Russia will spend a reported $51.8 billion in a drive to ensure its status as a leader in space exploration.

The news came 52 years to the day since Russian cosmonaut Yuri Gagarin made the first human flight into space.

The huge spending package includes funding to complete the construction of a new center to launch manned spacecraft.

"It's going to be a great launch pad. It took a long time to choose but now work is fully underway," said President Vladimir Putin on Friday from the unfinished Vostochny (Eastern) cosmodrome in Russia's far east, NPR reported.

Putin said the new cosmodrome would eliminate the frequently rough landings Russian cosmonauts endure when their spacecraft touchdown in the harsh terrain of Kazakhstan; the new station will allow for ocean landings like those done by U.S. astronauts.

"Most probably, according to specialists, they will come down on the ocean. So our cosmonauts will splash down rather than touch down," Putin said.

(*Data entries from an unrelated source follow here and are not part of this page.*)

//! Callback Listener
//!
//! HTTP endpoint the peer posts answers to. It runs on its own OS thread with
//! a current-thread tokio runtime, so an incoming answer never waits behind
//! MCP request handling on the main runtime.
//!
//! ## Routes
//!
//! ```text
//! POST /response  - resolve a pending request
//! GET  /health    - liveness + number of outstanding requests
//! GET  /history   - 20 most recent requests (history store)
//! GET  /pending   - requests still PENDING (history store)
//! GET  /agents    - 50 most recently active identities (history store)
//! DELETE /session/{request_id} - drop a request from history, cancelling its waiter
//! ```

use crate::error::HistoryError;
use crate::history::HistoryRecorder;
use crate::ipc::protocol::{Ack, ResolutionPayload, RESPONSE_PATH};
use crate::models::{AgentIdentity, Request};
use crate::relay::{CorrelationTable, Resolution};
use axum::{
    body::Bytes,
    extract::{Path, State},
    http::{Method, StatusCode},
    routing::{delete, get, post},
    Json, Router,
};
use serde_json::json;
use std::net::SocketAddr;
use std::thread::JoinHandle;
use tokio::net::TcpListener;
use tokio::sync::oneshot;
use tokio_util::sync::CancellationToken;
use tower_http::cors::{Any, CorsLayer};

/// Prompts in listings are cut to this many characters
const PROMPT_PREVIEW_CHARS: usize = 100;
const HISTORY_LIMIT: u32 = 20;
const AGENTS_LIMIT: u32 = 50;

/// Listener shared state
#[derive(Clone)]
pub struct ListenerState {
    pub table: CorrelationTable,
    pub history: HistoryRecorder,
}

/// Running listener. Dropping it stops the server.
pub struct ListenerHandle {
    port: u16,
    shutdown: CancellationToken,
    thread: Option<JoinHandle<()>>,
}

impl ListenerHandle {
    /// Port the listener is bound to (reported to peers as `callbackPort`).
    pub fn port(&self) -> u16 {
        self.port
    }

    /// Stop accepting, drain in-flight requests and join the listener thread.
    /// Requests still waiting on the correlation table are abandoned.
    pub fn shutdown(mut self) {
        self.stop();
    }

    fn stop(&mut self) {
        self.shutdown.cancel();
        if let Some(thread) = self.thread.take() {
            if thread.join().is_err() {
                log::error!("Callback listener thread panicked");
            }
        }
    }
}

impl Drop for ListenerHandle {
    fn drop(&mut self) {
        self.stop();
    }
}

/// Build the listener routes.
pub fn router(state: ListenerState) -> Router {
    let cors = CorsLayer::new()
        .allow_origin(Any)
        .allow_methods([Method::GET, Method::POST, Method::DELETE, Method::OPTIONS])
        .allow_headers(Any);

    Router::new()
        .route(RESPONSE_PATH, post(response_handler))
        .route("/health", get(health_handler))
        .route("/history", get(history_handler))
        .route("/pending", get(pending_handler))
        .route("/agents", get(agents_handler))
        .route("/session/{request_id}", delete(delete_session_handler))
        .fallback(not_found_handler)
        .layer(cors)
        .with_state(state)
}

/// Start the listener on a dedicated thread.
///
/// Binds the first free port in `[start_port, start_port + attempts)` on
/// 127.0.0.1, or an OS-assigned port when `start_port` is 0. Returns once the
/// socket is bound, or with the bind error.
pub async fn start_listener(
    state: ListenerState,
    start_port: u16,
    attempts: u16,
) -> Result<ListenerHandle, String> {
    let (ready_tx, ready_rx) = oneshot::channel::<Result<u16, String>>();
    let shutdown = CancellationToken::new();
    let server_shutdown = shutdown.clone();

    let thread = std::thread::Builder::new()
        .name("callback-listener".to_string())
        .spawn(move || {
            let runtime = match tokio::runtime::Builder::new_current_thread()
                .enable_all()
                .build()
            {
                Ok(runtime) => runtime,
                Err(e) => {
                    let _ = ready_tx.send(Err(format!("Failed to build listener runtime: {}", e)));
                    return;
                }
            };

            runtime.block_on(serve(state, start_port, attempts, ready_tx, server_shutdown));
        })
        .map_err(|e| format!("Failed to spawn listener thread: {}", e))?;

    let mut handle = ListenerHandle {
        port: 0,
        shutdown,
        thread: Some(thread),
    };

    match ready_rx.await {
        Ok(Ok(port)) => {
            handle.port = port;
            Ok(handle)
        }
        Ok(Err(e)) => Err(e),
        Err(_) => Err("Callback listener exited during startup".to_string()),
    }
}

async fn serve(
    state: ListenerState,
    start_port: u16,
    attempts: u16,
    ready_tx: oneshot::Sender<Result<u16, String>>,
    shutdown: CancellationToken,
) {
    let listener = match bind_first_free(start_port, attempts).await {
        Ok(listener) => listener,
        Err(e) => {
            let _ = ready_tx.send(Err(e));
            return;
        }
    };
    let port = match listener.local_addr() {
        Ok(addr) => addr.port(),
        Err(e) => {
            let _ = ready_tx.send(Err(format!("Failed to read listener address: {}", e)));
            return;
        }
    };

    log::info!("Callback listener on http://127.0.0.1:{}", port);
    let _ = ready_tx.send(Ok(port));

    let table = state.table.clone();
    if let Err(e) = axum::serve(listener, router(state))
        .with_graceful_shutdown(shutdown.cancelled_owned())
        .await
    {
        log::error!("Callback listener error: {}", e);
    }

    // Nothing can resolve the remaining entries any more
    if !table.is_empty() {
        log::warn!("Abandoning {} pending request(s)", table.len());
    }
    table.clear();
    log::info!("Callback listener stopped");
}

async fn bind_first_free(start_port: u16, attempts: u16) -> Result<TcpListener, String> {
    if start_port == 0 {
        return TcpListener::bind(SocketAddr::from(([127, 0, 0, 1], 0)))
            .await
            .map_err(|e| format!("Failed to bind callback listener: {}", e));
    }

    let mut last_error = None;
    for offset in 0..attempts.max(1) {
        let Some(port) = start_port.checked_add(offset) else {
            break;
        };
        match TcpListener::bind(SocketAddr::from(([127, 0, 0, 1], port))).await {
            Ok(listener) => return Ok(listener),
            Err(e) => {
                log::debug!("Callback port {} unavailable: {}", port, e);
                last_error = Some(e);
            }
        }
    }

    Err(format!(
        "No free callback port in {}..{}{}",
        start_port,
        start_port.saturating_add(attempts),
        last_error.map(|e| format!(": {}", e)).unwrap_or_default()
    ))
}

// ============================================================================
// Handlers
// ============================================================================

/// POST /response
async fn response_handler(
    State(state): State<ListenerState>,
    body: Bytes,
) -> (StatusCode, Json<Ack>) {
    let payload: ResolutionPayload = match serde_json::from_slice(&body) {
        Ok(payload) => payload,
        Err(e) => {
            log::warn!("Rejected malformed resolution payload: {}", e);
            return (
                StatusCode::BAD_REQUEST,
                Json(Ack::error(format!("Malformed payload: {}", e))),
            );
        }
    };

    let resolution = if payload.cancelled {
        Resolution::Cancelled
    } else {
        Resolution::Answered(payload.user_input)
    };

    if state.table.resolve(&payload.request_id, resolution) {
        log::info!("Resolved request {}", payload.request_id);
        (StatusCode::OK, Json(Ack::ok()))
    } else {
        log::debug!("No pending request {}", payload.request_id);
        (StatusCode::NOT_FOUND, Json(Ack::error("Request not found")))
    }
}

/// GET /health
async fn health_handler(State(state): State<ListenerState>) -> Json<serde_json::Value> {
    Json(json!({
        "status": "ok",
        "service": "session-helper",
        "version": env!("CARGO_PKG_VERSION"),
        "pending": state.table.len(),
    }))
}

/// GET /history
async fn history_handler(State(state): State<ListenerState>) -> (StatusCode, Json<serde_json::Value>) {
    let result = match state.history.store() {
        Ok(store) => store.recent_requests(HISTORY_LIMIT).await,
        Err(e) => Err(e),
    };
    listing("history", result, |r: Request| {
        json!({
            "request_id": r.request_id,
            "prompt": preview(&r.prompt),
            "status": r.status,
            "created_at": r.created_at,
        })
    })
}

/// GET /pending
async fn pending_handler(State(state): State<ListenerState>) -> (StatusCode, Json<serde_json::Value>) {
    let result = match state.history.store() {
        Ok(store) => store.pending_requests().await,
        Err(e) => Err(e),
    };
    listing("pending", result, |r: Request| {
        json!({
            "request_id": r.request_id,
            "prompt": preview(&r.prompt),
            "is_pause": r.is_pause,
            "created_at": r.created_at,
        })
    })
}

/// GET /agents
async fn agents_handler(State(state): State<ListenerState>) -> (StatusCode, Json<serde_json::Value>) {
    let result = match state.history.store() {
        Ok(store) => store.recent_agents(AGENTS_LIMIT).await,
        Err(e) => Err(e),
    };
    listing("agents", result, |a: AgentIdentity| json!(a))
}

/// DELETE /session/{request_id}
async fn delete_session_handler(
    State(state): State<ListenerState>,
    Path(request_id): Path<String>,
) -> (StatusCode, Json<serde_json::Value>) {
    let store = match state.history.store() {
        Ok(store) => store,
        Err(e) => {
            return (
                StatusCode::NOT_IMPLEMENTED,
                Json(json!({ "error": e.to_string() })),
            );
        }
    };

    match store.delete_request(&request_id).await {
        Ok(true) => {
            if state.table.resolve(&request_id, Resolution::Cancelled) {
                log::info!("Cancelled pending request {} on delete", request_id);
            }
            (
                StatusCode::OK,
                Json(json!({ "status": "deleted", "request_id": request_id })),
            )
        }
        Ok(false) => (
            StatusCode::NOT_FOUND,
            Json(json!({ "error": "Request not found" })),
        ),
        Err(e) => {
            log::warn!("Failed to delete request {}: {}", request_id, e);
            (
                StatusCode::INTERNAL_SERVER_ERROR,
                Json(json!({ "error": e.to_string() })),
            )
        }
    }
}

async fn not_found_handler() -> (StatusCode, Json<serde_json::Value>) {
    (StatusCode::NOT_FOUND, Json(json!({ "error": "Not found" })))
}

/// Wrap a store listing as `{ <key>: [...] }`, mapping store errors to 501/500.
fn listing<T>(
    key: &str,
    result: Result<Vec<T>, HistoryError>,
    render: impl Fn(T) -> serde_json::Value,
) -> (StatusCode, Json<serde_json::Value>) {
    match result {
        Ok(items) => {
            let items: Vec<serde_json::Value> = items.into_iter().map(render).collect();
            (StatusCode::OK, Json(json!({ key: items })))
        }
        Err(HistoryError::Disabled) => (
            StatusCode::NOT_IMPLEMENTED,
            Json(json!({ "error": HistoryError::Disabled.to_string() })),
        ),
        Err(e) => {
            log::warn!("History listing '{}' failed: {}", key, e);
            (
                StatusCode::INTERNAL_SERVER_ERROR,
                Json(json!({ "error": e.to_string() })),
            )
        }
    }
}

fn preview(prompt: &str) -> String {
    prompt.chars().take(PROMPT_PREVIEW_CHARS).collect()
}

The first flight from the new launch center will take place in 2015.

Vladimir Popovkin, the head of Russia's space agency Roscosmos, said Moscow was targeting 2030 as the year in which it could begin creating a base on the moon for flights to Mars.

The moon is a great launch pad, it's basically a big space object on which a whole load of things could be accommodated. Not using it would be sinful," he told state television, according to AFP.